NEW YORK - Never trust an axis of evil. When President George W. Bush threatened to invade Iraq if it didn't readmit UN arms inspectors, that tricky Saddam immediately agreed. `Welcome back to beautiful Baghdad,' he told UN inspectors, leaving the Bush Administration gnashing its teeth in frustration.
If the UN didn't give him a green light to re-bomb Iraq back to the Stone Age, Bush thundered - with stunning illogic - he would ignore the UN Security Council and take action unilaterally. The very same Bush who had a few days earlier vowed to invade Iraq because it was ignoring the Security Council.
As this tragic farce was unfolding, a new bombshell erupted when that other tricky axis of evil, North Korea, revealed it had nuclear weapons. Now, the CIA has known since 1993 that North Korea had at least 2-3 nuclear weapons and 5,000 tons of poison gas and germs, plus the missiles and artillery to deliver them onto Seoul, the 37,000 US troops in South Korea, all of Japan, and US bases in Okinawa and Guam.
Readers of this column have also known since 1993 that North Korea had weapons of mass destruction. Since then, I've written half a dozen columns - the latest on 11 August - pointing out the utter illogic of whipping up hysteria over impotent Iraq while denying the very real threat to South Koreans, Americans, and Japanese from armed and highly dangerous North Korea.
Back in 1993-4, faced with the choice of remove North Korea's weapons of mass destruction through war, or pretending they didn't exist, the Clinton Administration chose to buy North Korea's silence with US $4 billion in oil, food and nuclear reactors. The Bush Administration followed this see-no-evil policy until last week's hugely embarrassing nuclear revelation from North Korea.
And what was Bush's response? He lamely called for `tough negotiations' with North Korea. This from the same president who absolutely refuses any negotiations with Iraq over the very same issue. So, the Bush Administration is rushing plans to invade Iraq, which has zero offensive capability, while calling for talks with North Korea, which has 100 intermediate ranged No-dong missiles pointed at South Korea, Japan, and US Pacific bases, 100,000 crack commando troops whose mission is to launch suicide assaults on all US military bases in the region, and is about to deploy an ICBM that can deliver a nuclear warhead to the continental USA.
Confronted by this glaring contradiction, a flustered Bush claimed war against Iraq was necessary because Saddam was a `uniquely evil' dictator who had gassed his own people. North Korea's `Dear Leader,' Kim Jong-il, with his alarming bouffant hairdo, pot belly, and weird, khaki jump suits looks and acts like a hostile alien from outer space in a cheesy Japanese sci-fi film. His Stalinist regime, with whom Bush wants to negotiate, has just allowed 2 million of its citizens to starve to death in order to amply feed and supply the communist party and the military, and conduct secret nuclear and missile programs. Hundreds of thousands of North Korea are in prison camps. North Korea has kidnapped Japanese, bombed civilian airliners, and committed many acts of aggression and terrorism.

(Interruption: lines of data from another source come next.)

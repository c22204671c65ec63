//! SegmentForge: assigns customers to transaction-behavior segments
//!
//! Scoring runs a fixed pipeline over frozen, pre-fitted artifacts:
//! log1p transform, robust scaling, nearest K-Means center, PCA projection
//! for visualization, and a distance-based confidence tier.

pub mod cli;
pub mod config;
pub mod data;
pub mod error;
pub mod logging;
pub mod model;
pub mod scorer;
pub mod segments;
pub mod viz;

// Re-export public items for easier access
pub use cli::Args;
pub use config::{ConfidenceThresholds, ScorerConfig};
pub use data::{FeatureVector, RawInput, ReferencePoint};
pub use error::{ArtifactError, ConfigError, InputError};
pub use model::Artifacts;
pub use scorer::{ConfidenceTier, ScoreResult, SegmentScorer};
pub use segments::ClusterId;
pub use viz::{print_score_report, render_cluster_plot};

/// Common result type used throughout the application
pub type Result<T> = anyhow::Result<T>;
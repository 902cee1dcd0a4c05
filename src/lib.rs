pub mod prelude;
pub mod error;
pub mod config;
pub mod scene;
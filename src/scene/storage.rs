use crate::error::HalaSceneError;
use super::arena::HalaArena;
use super::directory::{
  HalaAttributeInfo,
  HalaFace,
  HalaMeshInfo,
  HalaNode,
};
use super::layout::HalaSceneLayout;
use super::view::{
  self,
  HalaAttributeView,
  HalaAttributeViewMut,
  HalaFaceView,
  HalaFaceViewMut,
  HalaMeshView,
  HalaSceneView,
};

/// The scene storage in the planning state.
/// Every offset is fixed and the arena is sized, only the content can change.
#[derive(Debug)]
pub struct HalaSceneStorageBuilder {
  nodes: Vec<HalaNode>,
  mesh_infos: Vec<HalaMeshInfo>,
  attrib_infos: Vec<HalaAttributeInfo>,
  arena: HalaArena,
}

/// The implementation of the scene storage builder.
impl HalaSceneStorageBuilder {
  /// Create a new builder from a complete layout.
  /// The arena is reserved to the planned size here and never grows again.
  /// param layout: The scene layout, checked before anything is reserved.
  /// return: The builder.
  pub fn new(layout: HalaSceneLayout) -> Result<Self, HalaSceneError> {
    layout.validate()?;
    let HalaSceneLayout { node_count, mesh_infos, attrib_infos, total_size } = layout;

    let mut arena = HalaArena::new();
    arena.reserve(total_size as u64)?;

    log::debug!(
      "A HalaSceneStorageBuilder with {} nodes, {} meshes, {} attributes and {} bytes created.",
      node_count, mesh_infos.len(), attrib_infos.len(), arena.len()
    );
    Ok(Self {
      nodes: vec![HalaNode::default(); node_count as usize],
      mesh_infos,
      attrib_infos,
      arena,
    })
  }

  pub fn mesh_infos(&self) -> &[HalaMeshInfo] {
    &self.mesh_infos
  }

  pub fn attrib_infos(&self) -> &[HalaAttributeInfo] {
    &self.attrib_infos
  }

  /// Get the node directory for writing.
  /// The number of nodes is fixed by the layout.
  pub fn nodes_mut(&mut self) -> &mut [HalaNode] {
    &mut self.nodes
  }

  /// Project the faces of a mesh for writing.
  /// param mesh_info: The mesh info.
  /// return: The mutable face view.
  pub fn face_view_mut(&mut self, mesh_info: HalaMeshInfo) -> HalaFaceViewMut<'_> {
    view::face_view_mut(&mut self.arena, &mesh_info)
  }

  /// Project the index and value arrays of an attribute for writing.
  /// param attrib_info: The attribute info.
  /// return: The mutable attribute view.
  pub fn attribute_view_mut(&mut self, attrib_info: HalaAttributeInfo) -> HalaAttributeViewMut<'_> {
    view::attribute_view_mut(&mut self.arena, &attrib_info)
  }

  /// Project the attribute descriptors of a mesh.
  pub fn mesh_view(&self, mesh_info: &HalaMeshInfo) -> HalaMeshView<'_> {
    view::mesh_view(&self.attrib_infos, mesh_info)
  }

  /// Finish the build, no more writes are possible afterward.
  /// return: The filled scene storage.
  pub fn finish(self) -> HalaSceneStorage {
    let Self { nodes, mesh_infos, attrib_infos, arena } = self;
    log::debug!("The scene storage with {} bytes is filled.", arena.len());
    HalaSceneStorage {
      nodes,
      mesh_infos,
      attrib_infos,
      arena,
    }
  }
}

/// The filled scene storage.
/// It owns the arena and the whole directory, all access is read-only.
#[derive(Debug, Clone)]
pub struct HalaSceneStorage {
  nodes: Vec<HalaNode>,
  mesh_infos: Vec<HalaMeshInfo>,
  attrib_infos: Vec<HalaAttributeInfo>,
  arena: HalaArena,
}

/// The Drop implementation of the scene storage.
impl Drop for HalaSceneStorage {
  fn drop(&mut self) {
    log::debug!("A HalaSceneStorage with {} bytes dropped.", self.arena.len());
  }
}

/// The implementation of the scene storage.
impl HalaSceneStorage {
  pub fn nodes(&self) -> &[HalaNode] {
    &self.nodes
  }

  pub fn mesh_infos(&self) -> &[HalaMeshInfo] {
    &self.mesh_infos
  }

  pub fn attrib_infos(&self) -> &[HalaAttributeInfo] {
    &self.attrib_infos
  }

  /// Get the raw content of the arena.
  pub fn data(&self) -> &[u8] {
    self.arena.bytes()
  }

  /// Project the node and mesh directories.
  pub fn scene_view(&self) -> HalaSceneView<'_> {
    HalaSceneView {
      nodes: &self.nodes,
      mesh_infos: &self.mesh_infos,
    }
  }

  /// Project the faces of a mesh.
  /// param mesh_info: The mesh info.
  /// return: The face view.
  pub fn face_view(&self, mesh_info: &HalaMeshInfo) -> HalaFaceView<'_> {
    view::face_view(&self.arena, mesh_info)
  }

  /// Project the index and value arrays of an attribute.
  /// param attrib_info: The attribute info.
  /// return: The attribute view.
  pub fn attribute_view(&self, attrib_info: &HalaAttributeInfo) -> HalaAttributeView<'_> {
    view::attribute_view(&self.arena, attrib_info)
  }

  /// Project the attribute descriptors of a mesh.
  /// param mesh_info: The mesh info.
  /// return: The mesh view.
  pub fn mesh_view(&self, mesh_info: &HalaMeshInfo) -> HalaMeshView<'_> {
    view::mesh_view(&self.attrib_infos, mesh_info)
  }

  pub fn nodes_bytes(&self) -> &[u8] {
    bytemuck::cast_slice(&self.nodes)
  }

  pub fn mesh_infos_bytes(&self) -> &[u8] {
    bytemuck::cast_slice(&self.mesh_infos)
  }

  pub fn attrib_infos_bytes(&self) -> &[u8] {
    bytemuck::cast_slice(&self.attrib_infos)
  }

  /// Get the faces of a mesh as raw bytes.
  pub fn faces_bytes(&self, mesh_info: &HalaMeshInfo) -> &[u8] {
    let faces: &[HalaFace] = self.face_view(mesh_info).faces;
    bytemuck::cast_slice(faces)
  }
}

As for Saddam gassing his own people - meaning Kurdish rebels during the Iran-Iraq War - Bush's outrage is brazen hypocrisy. The US and Britain supplied Iraq with its chemical and biological weapons, as this writer revealed back in 1990, financed Saddam's aggression against Iran, and made no protests when Saddam used such weapons.
Rather than calling for war against Iraq for events that occurred in the 1980's, President Bush would do well to do something about the current use by his closest ally, Israel, of US-supplied tanks, helicopter gunships, ground attack aircraft and heavy anti-tank missiles against Palestinian civilians, a clear violation of American laws which forbid the use of US weapons against civilians.
Why does Bush continue to fulminate against Iraq while pussyfooting around North Korea? Because North Korea has no oil and is not the target of powerful US domestic lobbies.
As former NY Times columnist Anthony Lewis writes, where would Bush, who has `the most dismal record of any president in memory,' be without his Iraqi crusade? Facing soaring deficits, financial scandals, and a world that sees his bellicose administration, led by a cabal of Pentagon Dr. Strangeloves, rather than Iraq, as a real international menace.
The Pentagon estimates it can crush Iraq's feeble armed forces in a week and totally occupy the nation in 30 days with only modest casualties.
Mr Bush's jolly little war in Iraq promises to be short and, he hopes, sweet.
North Korea is a different matter. The North has a tough, million-man army that has considerable defensive power in spite of obsolete equipment. North Korea has repeatedly threatened to `burn' Seoul and its 7 million inhabitants, as well as the US 2nd Infantry Division on the DMZ, with chemical and perhaps biological weapons. In 1993, the Pentagon estimated that a full-scale war with North Korea would cost US forces 250,000 casualties.
Better to create a straw bogeyman in Baghdad, reckons George Bush, and then triumphantly knock it down, than to tangle with those scary North Koreans.